What follows is a summary of key changes that employers, foreign-national workers, and their counsel should be aware of:
- Where Documents Will Be Sent
- Current USCIS practice generally entails sending original notices and documents to the individual, petitioner, or applicant who requested the relief. If the applicant/petitioner is represented by counsel, the agency typically sends a courtesy copy to his or her attorney as well.
- Under the final rule, unrepresented individuals will continue to receive directly all notices and documents. For individuals and employers that are represented by an attorney, USCIS will now send original versions of all documents to both the applicant/petitioner and the attorney as a default procedure. For applications filed electronically, USCIS will transmit notifications to both the applicant/petitioner as well as to his or her attorney of record.
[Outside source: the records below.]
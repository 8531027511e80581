//! Tracked event types and their typed payloads.
//!
//! `EventKind::ALL` is the static registry driving the poll loop: one entry
//! per Move event struct emitted by the subscription package, each rendered
//! into a ledger-side event-type filter. Payloads decode from the events'
//! `parsed_json` with serde; addresses normalize to lowercase hex and
//! monetary fields arrive as decimal strings so they decode to `BigUint`
//! without precision loss.

use serde::Deserialize;

use crate::error::HandlerError;

/// Every event type the indexer tracks. Each gets its own independent poll
/// cycle and checkpoint row.
#[derive(Debug, Clone, Copy, PartialEq, Eq, Hash)]
pub enum EventKind {
    ProfileCreated,
    ProfileUpdated,
    TierCreated,
    TierPriceUpdated,
    ContentPublished,
    SubscriptionPurchased,
    ChannelMappingCreated,
}

impl EventKind {
    pub const ALL: [EventKind; 7] = [
        EventKind::ProfileCreated,
        EventKind::ProfileUpdated,
        EventKind::TierCreated,
        EventKind::TierPriceUpdated,
        EventKind::ContentPublished,
        EventKind::SubscriptionPurchased,
        EventKind::ChannelMappingCreated,
    ];

    /// Stable name used as the checkpoint key and in logs.
    pub fn as_str(&self) -> &'static str {
        match self {
            EventKind::ProfileCreated => "profile_created",
            EventKind::ProfileUpdated => "profile_updated",
            EventKind::TierCreated => "tier_created",
            EventKind::TierPriceUpdated => "tier_price_updated",
            EventKind::ContentPublished => "content_published",
            EventKind::SubscriptionPurchased => "subscription_purchased",
            EventKind::ChannelMappingCreated => "channel_mapping_created",
        }
    }

    /// Move module and struct name inside the subscription package.
    fn move_struct(&self) -> (&'static str, &'static str) {
        match self {
            EventKind::ProfileCreated => ("creator", "ProfileCreated"),
            EventKind::ProfileUpdated => ("creator", "ProfileUpdated"),
            EventKind::TierCreated => ("tier", "TierCreated"),
            EventKind::TierPriceUpdated => ("tier", "TierPriceUpdated"),
            EventKind::ContentPublished => ("content", "ContentPublished"),
            EventKind::SubscriptionPurchased => ("subscription", "SubscriptionPurchased"),
            EventKind::ChannelMappingCreated => ("channel", "ChannelMappingCreated"),
        }
    }

    /// Render the ledger-side event-type filter for this kind.
    pub fn event_type(&self, package: &str) -> String {
        let (module, name) = self.move_struct();
        format!("{}::{}::{}", package, module, name)
    }

    pub fn from_str(s: &str) -> Option<EventKind> {
        EventKind::ALL.iter().copied().find(|k| k.as_str() == s)
    }
}

impl std::fmt::Display for EventKind {
    fn fmt(&self, f: &mut std::fmt::Formatter<'_>) -> std::fmt::Result {
        f.write_str(self.as_str())
    }
}

#[derive(Debug, Clone, Deserialize)]
pub struct ProfileCreatedPayload {
    pub creator_address: String,
    pub name: String,
    #[serde(default)]
    pub bio: Option<String>,
    #[serde(default)]
    pub avatar_cid: Option<String>,
}

#[derive(Debug, Clone, Deserialize)]
pub struct ProfileUpdatedPayload {
    pub creator_address: String,
    pub name: String,
    #[serde(default)]
    pub bio: Option<String>,
    #[serde(default)]
    pub avatar_cid: Option<String>,
}

#[derive(Debug, Clone, Deserialize)]
pub struct TierCreatedPayload {
    pub tier_id: String,
    pub creator_address: String,
    pub name: String,
    /// Price in base units, decimal string.
    pub price: String,
    pub duration_days: u32,
}

#[derive(Debug, Clone, Deserialize)]
pub struct TierPriceUpdatedPayload {
    pub tier_id: String,
    /// New price in base units, decimal string.
    pub new_price: String,
}

#[derive(Debug, Clone, Deserialize)]
pub struct ContentPublishedPayload {
    pub content_id: String,
    pub creator_address: String,
    /// Tiers gating access; every one must already exist.
    pub tier_ids: Vec<String>,
    pub title: String,
    pub payload_cid: String,
}

#[derive(Debug, Clone, Deserialize)]
pub struct SubscriptionPurchasedPayload {
    pub subscription_id: String,
    pub subscriber_address: String,
    pub tier_id: String,
    /// Amount paid in base units, decimal string.
    pub amount: String,
    pub expires_at_ms: u64,
}

#[derive(Debug, Clone, Deserialize)]
pub struct ChannelMappingCreatedPayload {
    pub user_address: String,
    pub creator_address: String,
    pub channel_id: String,
}

/// Decode a payload struct out of an event's `parsed_json`. Decode failures
/// are not retryable: the payload will never change shape on redelivery.
pub fn decode_payload<T: serde::de::DeserializeOwned>(
    value: &serde_json::Value,
) -> Result<T, HandlerError> {
    serde_json::from_value(value.clone()).map_err(HandlerError::payload)
}

#[cfg(test)]
mod tests {
    use super::*;

    #[test]
    fn test_event_type_rendering() {
        let pkg = "0xabc";
        assert_eq!(
            EventKind::SubscriptionPurchased.event_type(pkg),
            "0xabc::subscription::SubscriptionPurchased"
        );
        assert_eq!(
            EventKind::ProfileCreated.event_type(pkg),
            "0xabc::creator::ProfileCreated"
        );
    }

    #[test]
    fn test_kind_names_round_trip() {
        for kind in EventKind::ALL {
            assert_eq!(EventKind::from_str(kind.as_str()), Some(kind));
        }
        assert_eq!(EventKind::from_str("unknown"), None);
    }

    #[test]
    fn test_decode_subscription_payload() {
        let value = serde_json::json!({
            "subscription_id": "0xsub1",
            "subscriber_address": "0xuser",
            "tier_id": "0xtier",
            "amount": "5000000000",
            "expires_at_ms": 1700000000000u64,
        });
        let payload: SubscriptionPurchasedPayload = decode_payload(&value).unwrap();
        assert_eq!(payload.amount, "5000000000");
        assert_eq!(payload.expires_at_ms, 1700000000000);
    }

    #[test]
    fn test_decode_rejects_missing_fields() {
        let value = serde_json::json!({ "tier_id": "0xtier" });
        let err = decode_payload::<TierPriceUpdatedPayload>(&value).unwrap_err();
        assert!(matches!(err, HandlerError::Payload(_)));
    }
}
- I-94s Will Continue to Be Sent to the Attorney
- In revising the regulations, USCIS has memorialized the current practice of sending an I-797 approval notice that includes an I-94 to the attorney of record if one exists. A tear-off I-94 reflecting either a change of status or an extension of status is printed at the bottom of certain I-797 approval notices. The I-94 is a crucial document to retain due to the fact that it evinces the immigration status and the duration of said status of the immigrant applicant in question. By default, USCIS will send such notices to the official business address of the applicant’s lawyer, unless informed that it should do otherwise.
- Original Documents Such As Green Cards
- USCIS will continue sending original, secure documents only to the foreign national, unless specifically directed to send such documents to his or her attorney. Examples of such documents include the employment authorization document (EAD) and the permanent resident card (Green Card/I-551).